Provide again, from the entries below, every line from the one containing "retry += 1;" through the one containing "hook.get().after(&result)?;", exactly as written, and no other line.

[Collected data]
# # # # #

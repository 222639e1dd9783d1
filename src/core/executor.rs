//! Execution: the per-attempt runner protocol and the batch worker pool.
//!
//! One attempt is validate → pre-run hook → spawn → output processors →
//! persist → post-run hook. A non-zero exit (or timeout) is retried while the
//! task's retry budget lasts; every attempt of one run shares a trigger time.

use super::config::ViperConfig;
use super::error::{Result, ViperError};
use super::items::Items;
use super::state::Store;
use super::types::{Host, Runner, Task, TaskResult};
use crate::transport;
use futures::stream::{FuturesUnordered, StreamExt};
use std::any::Any;
use std::panic::{self, AssertUnwindSafe};
use std::sync::Arc;
use std::time::{Duration, SystemTime, UNIX_EPOCH};
use tokio::sync::Semaphore;
use tracing::{debug, error, info, instrument, warn};

/// Current time as Unix epoch seconds.
pub fn now_epoch() -> f64 {
    SystemTime::now()
        .duration_since(UNIX_EPOCH)
        .map(|d| d.as_secs_f64())
        .unwrap_or_default()
}

fn check_strings(what: &str, values: &[String]) -> Result<()> {
    match values.iter().find(|v| v.contains('\0')) {
        Some(bad) => Err(ViperError::Input(format!(
            "{} {:?} contains a NUL byte",
            what, bad
        ))),
        None => Ok(()),
    }
}

impl Runner {
    /// Validate the arguments and generate the argv for this binding.
    pub fn command(&self) -> Result<Vec<String>> {
        check_strings("argument", &self.args)?;
        let argv = self
            .task
            .command_factory
            .get()
            .command(&self.host, &self.args)?;
        match argv.first() {
            None => return Err(ViperError::Input("generated empty command".to_string())),
            Some(program) if program.is_empty() => {
                return Err(ViperError::Input(
                    "generated command has an empty program name".to_string(),
                ))
            }
            Some(_) => {}
        }
        check_strings("command part", &argv)?;
        Ok(argv)
    }

    /// Run with a fresh trigger time.
    pub fn run(&self, store: &Store) -> Result<TaskResult> {
        self.run_at(store, now_epoch())
    }

    /// Run, retrying failed attempts under one trigger time. Returns the
    /// last attempt.
    #[instrument(skip_all, fields(host = %self.host.ip, task = %self.task.name))]
    pub fn run_at(&self, store: &Store, trigger_time: f64) -> Result<TaskResult> {
        let mut retry = 0;
        loop {
            let result = self.attempt(store, trigger_time, retry)?;
            if result.ok() || result.retry_left() == 0 {
                return Ok(result);
            }
            warn!(
                returncode = result.returncode,
                retry,
                retry_left = result.retry_left(),
                "attempt failed, retrying"
            );
            retry += 1;
        }
    }

    fn attempt(&self, store: &Store, trigger_time: f64, retry: u32) -> Result<TaskResult> {
        let command = self.command()?;
        if let Some(hook) = &self.task.pre_run {
            debug!(hook = hook.path(), "pre-run hook");
            hook.get().before(self)?;
        }

        let start = now_epoch();
        let output = transport::exec_command(&command, self.task.timeout.map(Duration::from_secs))?;
        let end = now_epoch().max(start);

        let stdout = match &self.task.stdout_processor {
            Some(p) => p.get().process(&output.stdout),
            None => output.stdout,
        };
        let stderr = match &self.task.stderr_processor {
            Some(p) => p.get().process(&output.stderr),
            None => output.stderr,
        };

        let result = TaskResult {
            trigger_time,
            task: self.task.clone(),
            host: self.host.clone(),
            args: self.args.clone(),
            command,
            stdout,
            stderr,
            returncode: output.exit_code,
            start,
            end,
            retry,
        };
        let saved = store.save(&result)?;
        debug!(id = saved.id(), returncode = result.returncode, retry, "attempt recorded");

        if let Some(hook) = &self.task.post_run {
            debug!(hook = hook.path(), "post-run hook");
            hook.get().after(&result)?;
        }
        Ok(result)
    }
}

impl Host {
    /// Bind `task` to this host and run it.
    pub fn run_task(&self, store: &Store, task: &Task, args: &[String]) -> Result<TaskResult> {
        self.task(task, args).run(store)
    }
}

/// A runner of a batch that failed with an error instead of a result.
#[derive(Debug)]
pub struct BatchFailure {
    pub runner: Runner,
    pub error: ViperError,
}

/// Everything a batch produced.
#[derive(Debug)]
pub struct BatchOutcome {
    pub results: Items<TaskResult>,
    pub failures: Vec<BatchFailure>,
}

impl Items<Runner> {
    /// Run every runner under one trigger time, dropping (and logging) the
    /// ones that fail with an error.
    ///
    /// Starts its own runtime when `max_workers > 1`, so it must not be
    /// called from inside an async context.
    pub fn run(&self, store: &Store, max_workers: usize) -> Result<Items<TaskResult>> {
        let outcome = self.run_collect(store, max_workers)?;
        for failure in &outcome.failures {
            error!(
                host = %failure.runner.host.ip,
                task = %failure.runner.task.name,
                kind = ?failure.error.kind(),
                "runner failed: {}",
                failure.error
            );
        }
        Ok(outcome.results)
    }

    /// Run with the pool size configured by `viper.yaml` / `VIPER_MAX_WORKERS`.
    pub fn run_configured(&self, store: &Store, config: &ViperConfig) -> Result<Items<TaskResult>> {
        self.run(store, config.max_workers)
    }

    /// Like [`run`](Self::run) but hands back the failures.
    #[instrument(skip_all, fields(runners = self.len(), max_workers = max_workers))]
    pub fn run_collect(&self, store: &Store, max_workers: usize) -> Result<BatchOutcome> {
        let trigger_time = now_epoch();
        info!(trigger_time, "batch started");

        let outcomes: Vec<Outcome> = if max_workers <= 1 {
            self.iter()
                .map(|r| {
                    let outcome = panic::catch_unwind(AssertUnwindSafe(|| r.run_at(store, trigger_time)))
                        .unwrap_or_else(|payload| Err(panicked(payload)));
                    (r.clone(), outcome)
                })
                .collect()
        } else {
            run_pool(self.all(), store, trigger_time, max_workers)?
        };

        let mut results = Vec::with_capacity(outcomes.len());
        let mut failures = Vec::new();
        for (runner, outcome) in outcomes {
            match outcome {
                Ok(result) => results.push(result),
                Err(error) => failures.push(BatchFailure { runner, error }),
            }
        }
        info!(succeeded = results.len(), failed = failures.len(), "batch finished");
        Ok(BatchOutcome {
            results: Items::from_items(results),
            failures,
        })
    }
}

type Outcome = (Runner, Result<TaskResult>);

/// A runner that panicked becomes a `Worker` failure of its batch.
fn panicked(payload: Box<dyn Any + Send>) -> ViperError {
    let message = payload
        .downcast_ref::<&str>()
        .map(|s| s.to_string())
        .or_else(|| payload.downcast_ref::<String>().cloned())
        .unwrap_or_else(|| "unknown panic".to_string());
    ViperError::Worker(format!("runner panicked: {}", message))
}

/// At most `max_workers` runners in flight; completions collected in any order.
fn run_pool(
    runners: &[Runner],
    store: &Store,
    trigger_time: f64,
    max_workers: usize,
) -> Result<Vec<Outcome>> {
    let runtime = tokio::runtime::Builder::new_multi_thread()
        .worker_threads(1)
        .max_blocking_threads(max_workers)
        .thread_name("viper-worker")
        .build()?;

    let outcomes = runtime.block_on(async {
        let sem = Arc::new(Semaphore::new(max_workers));
        let mut futs: FuturesUnordered<_> = FuturesUnordered::new();

        for runner in runners {
            let runner = runner.clone();
            let store = store.clone();
            let sem = sem.clone();

            futs.push(async move {
                let outcome = match sem.acquire_owned().await {
                    Ok(permit) => {
                        let worker = runner.clone();
                        tokio::task::spawn_blocking(move || {
                            let _permit = permit;
                            worker.run_at(&store, trigger_time)
                        })
                        .await
                        .unwrap_or_else(|e| {
                            Err(if e.is_panic() {
                                panicked(e.into_panic())
                            } else {
                                ViperError::Worker(e.to_string())
                            })
                        })
                    }
                    Err(_) => Err(ViperError::Worker("semaphore closed unexpectedly".into())),
                };
                (runner, outcome)
            });
        }

        let mut outcomes = Vec::with_capacity(runners.len());
        while let Some(outcome) = futs.next().await {
            outcomes.push(outcome);
        }
        outcomes
    });
    Ok(outcomes)
}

# # # # #

* _TASK SOLUTION_:
            retry += 1;
        }
    }

    fn attempt(&self, store: &Store, trigger_time: f64, retry: u32) -> Result<TaskResult> {
        let command = self.command()?;
        if let Some(hook) = &self.task.pre_run {
            debug!(hook = hook.path(), "pre-run hook");
            hook.get().before(self)?;
        }

        let start = now_epoch();
        let output = transport::exec_command(&command, self.task.timeout.map(Duration::from_secs))?;
        let end = now_epoch().max(start);

        let stdout = match &self.task.stdout_processor {
            Some(p) => p.get().process(&output.stdout),
            None => output.stdout,
        };
        let stderr = match &self.task.stderr_processor {
            Some(p) => p.get().process(&output.stderr),
            None => output.stderr,
        };

        let result = TaskResult {
            trigger_time,
            task: self.task.clone(),
            host: self.host.clone(),
            args: self.args.clone(),
            command,
            stdout,
            stderr,
            returncode: output.exit_code,
            start,
            end,
            retry,
        };
        let saved = store.save(&result)?;
        debug!(id = saved.id(), returncode = result.returncode, retry, "attempt recorded");

        if let Some(hook) = &self.task.post_run {
            debug!(hook = hook.path(), "post-run hook");
            hook.get().after(&result)?;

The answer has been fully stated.